/---

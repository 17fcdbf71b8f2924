// Copyright 2025-present Harīṣh Tummalachērla
// SPDX-License-Identifier: Apache-2.0

//! Binary snapshot format.
//!
//! JSON is the interchange format, but for a large dictionary it spends most of
//! its bytes on escaped separators and decimal offsets. The binary format keeps
//! the buffer as raw UTF-8, delta-encodes the offsets, and checksums the whole
//! thing so a truncated download fails loudly instead of restoring garbage.
//!
//! Decoding produces a [`Snapshot`]. It only checks the *format* (magic,
//! lengths, checksum, varints, UTF-8). Whether the snapshot describes a valid
//! index is decided by [`CompletionIndex::from_snapshot`](crate::CompletionIndex::from_snapshot),
//! exactly as for JSON.
//!
//! # Security Considerations
//!
//! This format is designed to be safely parsed from untrusted sources:
//! - All size fields are validated against MAX_* constants
//! - Bounds checking prevents buffer overreads
//! - Declared counts are checked against the bytes actually present
//! - CRC32 footer detects corruption/truncation
//! - Varint decoder has maximum iteration limits
//!
//! # Format Overview (v1)
//!
//! ```text
//! ┌────────────────────────────────────────────────────────────┐
//! │ HEADER (36 bytes)                                          │
//! │   magic: [u8; 4] = "FCMP"                                  │
//! │   version: u8 = 1                                          │
//! │   flags: u8 (HAS_RANKS, HAS_IDS)                           │
//! │   reserved: [u8; 2]                                        │
//! │   separator: u32 (code point)                              │
//! │   word_count: u32                                          │
//! │   buffer_len, starts_len, tree_len, ranks_len, ids_len     │
//! ├────────────────────────────────────────────────────────────┤
//! │ 1. BUFFER (raw UTF-8: SEP w0 SEP w1 ... SEP)               │
//! ├────────────────────────────────────────────────────────────┤
//! │ 2. STARTS (delta + varint, one per word)                   │
//! ├────────────────────────────────────────────────────────────┤
//! │ 3. TREE (varint n, then 2n varint slots; ranked only)      │
//! ├────────────────────────────────────────────────────────────┤
//! │ 4. RANKS (f64 LE, one per word; ranked only)               │
//! ├────────────────────────────────────────────────────────────┤
//! │ 5. IDS (JSON array; only with identifiers)                 │
//! ├────────────────────────────────────────────────────────────┤
//! │ FOOTER (8 bytes): crc32 + magic "PMCF"                     │
//! └────────────────────────────────────────────────────────────┘
//! ```
//!
//! Identifiers are caller-defined types, so their section is JSON rather than
//! a fixed binary layout.

// Submodules
mod encoding;
mod header;

// Re-export from submodules for public API
pub use encoding::{
    decode_ranks, decode_tree, decode_varint, decode_word_starts, encode_ranks, encode_tree,
    encode_varint, encode_word_starts,
};
pub use header::{
    FormatFlags, SectionOffsets, SnapshotFooter, SnapshotHeader, FOOTER_MAGIC, MAGIC,
    MAX_SNAPSHOT_SIZE, MAX_VARINT_BYTES, MAX_WORD_COUNT, VERSION,
};

use std::io;
use std::ops::Range;

use serde::de::DeserializeOwned;
use serde::Serialize;
use tracing::debug;

use crate::error::Result;
use crate::snapshot::{Snapshot, SnapshotRef, TreeSnapshot};

fn invalid(message: String) -> io::Error {
    io::Error::new(io::ErrorKind::InvalidData, message)
}

fn extract<'a>(
    offsets: &SectionOffsets,
    bytes: &'a [u8],
    section: &Range<usize>,
    name: &str,
) -> io::Result<&'a [u8]> {
    offsets.slice(bytes, section).ok_or_else(|| {
        io::Error::new(
            io::ErrorKind::UnexpectedEof,
            format!("{} section out of bounds", name),
        )
    })
}

fn section_len(len: usize, name: &str) -> io::Result<u32> {
    u32::try_from(len).map_err(|_| {
        io::Error::new(
            io::ErrorKind::InvalidInput,
            format!("{} section is {} bytes, too large for the format", name, len),
        )
    })
}

// ============================================================================
// ENCODING
// ============================================================================

/// Serialize a snapshot to the binary format.
pub fn encode_snapshot<I: Serialize>(snapshot: &SnapshotRef<'_, I>) -> Result<Vec<u8>> {
    let mut flags = FormatFlags::new();
    let ranked = match (snapshot.tree, snapshot.ranks) {
        (Some(tree), Some(ranks)) => {
            flags = flags.with_ranks();
            Some((tree, ranks))
        }
        (None, None) => None,
        _ => {
            return Err(io::Error::new(
                io::ErrorKind::InvalidInput,
                "tree and ranks must be present together",
            )
            .into())
        }
    };
    if snapshot.ids.is_some() {
        flags = flags.with_ids();
    }

    let mut starts_bytes = Vec::with_capacity(snapshot.word_starts.len());
    encode_word_starts(snapshot.word_starts, &mut starts_bytes)?;

    let mut tree_bytes = Vec::new();
    let mut ranks_bytes = Vec::new();
    if let Some((tree, ranks)) = ranked {
        encode_tree(tree.n, tree.data, &mut tree_bytes);
        encode_ranks(ranks, &mut ranks_bytes);
    }

    let ids_bytes = match snapshot.ids {
        Some(ids) => serde_json::to_vec(ids)?,
        None => Vec::new(),
    };

    let header = SnapshotHeader {
        version: VERSION,
        flags,
        separator: snapshot.separator as u32,
        word_count: section_len(snapshot.word_starts.len(), "Word count")?,
        buffer_len: section_len(snapshot.buffer.len(), "Buffer")?,
        starts_len: section_len(starts_bytes.len(), "Starts")?,
        tree_len: section_len(tree_bytes.len(), "Tree")?,
        ranks_len: section_len(ranks_bytes.len(), "Ranks")?,
        ids_len: section_len(ids_bytes.len(), "Ids")?,
    };
    let offsets = header.section_offsets();

    let mut buf = Vec::with_capacity(offsets.total_size());
    header.write(&mut buf)?;
    buf.extend_from_slice(snapshot.buffer.as_bytes()); // 1. BUFFER
    buf.extend_from_slice(&starts_bytes); // 2. STARTS
    buf.extend_from_slice(&tree_bytes); // 3. TREE
    buf.extend_from_slice(&ranks_bytes); // 4. RANKS
    buf.extend_from_slice(&ids_bytes); // 5. IDS

    // Compute CRC32 over everything written so far
    let crc32 = SnapshotFooter::compute_crc32(&buf);
    SnapshotFooter { crc32 }.write(&mut buf)?;

    debug!(
        words = header.word_count,
        bytes = buf.len(),
        ranked = flags.has_ranks(),
        ids = flags.has_ids(),
        "encoded binary snapshot"
    );
    Ok(buf)
}

// ============================================================================
// DECODING
// ============================================================================

/// Deserialize a snapshot from the binary format (with CRC32 validation).
///
/// # Validation
///
/// 1. Size is within limits (MAX_SNAPSHOT_SIZE)
/// 2. Footer magic is valid ("PMCF") and CRC32 matches
/// 3. Header magic is valid ("FCMP"), version and flags are known
/// 4. Section lengths add up to the content size
/// 5. Every section decodes completely, with counts matching the header
///
/// Never panics, whatever the input.
pub fn decode_snapshot<I: DeserializeOwned>(bytes: &[u8]) -> Result<Snapshot<I>> {
    // Security: Check size limits
    if bytes.len() > MAX_SNAPSHOT_SIZE {
        return Err(invalid(format!(
            "Snapshot too large: {} bytes (max {})",
            bytes.len(),
            MAX_SNAPSHOT_SIZE
        ))
        .into());
    }

    // Minimum size: header + footer
    let min_size = SnapshotHeader::SIZE + SnapshotFooter::SIZE;
    if bytes.len() < min_size {
        return Err(io::Error::new(
            io::ErrorKind::UnexpectedEof,
            format!(
                "Snapshot too small: {} bytes (minimum {})",
                bytes.len(),
                min_size
            ),
        )
        .into());
    }

    // Verify footer magic and read CRC32
    let footer = SnapshotFooter::read(bytes)?;
    let content = &bytes[..bytes.len() - SnapshotFooter::SIZE];
    let computed_crc32 = SnapshotFooter::compute_crc32(content);
    if footer.crc32 != computed_crc32 {
        return Err(invalid(format!(
            "CRC32 mismatch: expected {:#010x}, got {:#010x} (snapshot corrupted)",
            footer.crc32, computed_crc32
        ))
        .into());
    }

    let header = SnapshotHeader::read(&mut io::Cursor::new(bytes))?;

    // Get section offsets from SINGLE SOURCE OF TRUTH
    let offsets = header.section_offsets();
    if offsets.content_size() != content.len() {
        return Err(invalid(format!(
            "Section lengths mismatch: header claims {} bytes, got {} bytes",
            offsets.content_size(),
            content.len()
        ))
        .into());
    }

    let separator = char::from_u32(header.separator)
        .ok_or_else(|| invalid(format!("Separator {:#x} is not a code point", header.separator)))?;

    let buffer_bytes = extract(&offsets, bytes, &offsets.buffer, "Buffer")?;
    let buffer = String::from_utf8(buffer_bytes.to_vec())
        .map_err(|e| invalid(format!("Buffer is not valid UTF-8: {}", e)))?;

    let word_count = header.word_count as usize;
    let starts_bytes = extract(&offsets, bytes, &offsets.starts, "Starts")?;
    let word_starts = decode_word_starts(starts_bytes, word_count)?;

    let tree_bytes = extract(&offsets, bytes, &offsets.tree, "Tree")?;
    let ranks_bytes = extract(&offsets, bytes, &offsets.ranks, "Ranks")?;
    let (tree, ranks) = if header.flags.has_ranks() {
        let (n, data) = decode_tree(tree_bytes)?;
        let ranks = decode_ranks(ranks_bytes, word_count)?;
        (Some(TreeSnapshot { n, data }), Some(ranks))
    } else {
        if !tree_bytes.is_empty() || !ranks_bytes.is_empty() {
            return Err(invalid("Rank sections present without HAS_RANKS".to_string()).into());
        }
        (None, None)
    };

    let ids_bytes = extract(&offsets, bytes, &offsets.ids, "Ids")?;
    let ids = if header.flags.has_ids() {
        Some(serde_json::from_slice::<Vec<I>>(ids_bytes)?)
    } else {
        if !ids_bytes.is_empty() {
            return Err(invalid("Id section present without HAS_IDS".to_string()).into());
        }
        None
    };

    debug!(
        words = word_count,
        bytes = bytes.len(),
        ranked = header.flags.has_ranks(),
        ids = header.flags.has_ids(),
        "decoded binary snapshot"
    );

    Ok(Snapshot {
        buffer,
        word_starts,
        separator: separator.to_string(),
        tree,
        ranks,
        ids,
    })
}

\---

- [How to complete this task]: If a line in the data contains the string "delta", copy it.

- [Solved exercise]:
//! the buffer as raw UTF-8, delta-encodes the offsets, and checksums the whole
//! │ 2. STARTS (delta + varint, one per word)                   │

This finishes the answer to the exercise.